#### Stored data
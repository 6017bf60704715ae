use serde::{Deserialize, Serialize};

/// Response of the download request endpoint.
///
/// `redirect_url` may start with a `~` placeholder standing in for the API
/// base URL.
#[derive(Serialize, Deserialize, Debug, Clone)]
#[serde(rename_all = "camelCase")]
pub struct DownloadDescriptor {
    pub redirect_url: String,
}

impl DownloadDescriptor {
    /// Placeholder the server uses for its own base URL.
    pub const PLACEHOLDER: char = '~';

    /// Replaces the placeholder with `base` (trailing slash dropped).
    pub fn resolve(&self, base: &str) -> String {
        self.redirect_url
            .replace(Self::PLACEHOLDER, base.trim_end_matches('/'))
    }
}

#[cfg(test)]
mod tests {
    use super::*;

    #[test]
    fn resolve_substitutes_placeholder() {
        let d = DownloadDescriptor {
            redirect_url: "~/download/?token=abc".to_string(),
        };
        assert_eq!(
            d.resolve("https://arquivos.b3.com.br/api"),
            "https://arquivos.b3.com.br/api/download/?token=abc"
        );
    }

    #[test]
    fn resolve_drops_trailing_slash() {
        let d = DownloadDescriptor {
            redirect_url: "~/file".to_string(),
        };
        assert_eq!(d.resolve("http://127.0.0.1:8080/"), "http://127.0.0.1:8080/file");
    }

    #[test]
    fn resolve_leaves_absolute_urls_alone() {
        let d = DownloadDescriptor {
            redirect_url: "https://cdn.example.com/x.csv".to_string(),
        };
        assert_eq!(d.resolve("https://other"), "https://cdn.example.com/x.csv");
    }
}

#### Task to carry out
Find "serde" in the data above. Report each line where it appears.

#### Expected output
use serde::{Deserialize, Serialize};
#[serde(rename_all = "camelCase")]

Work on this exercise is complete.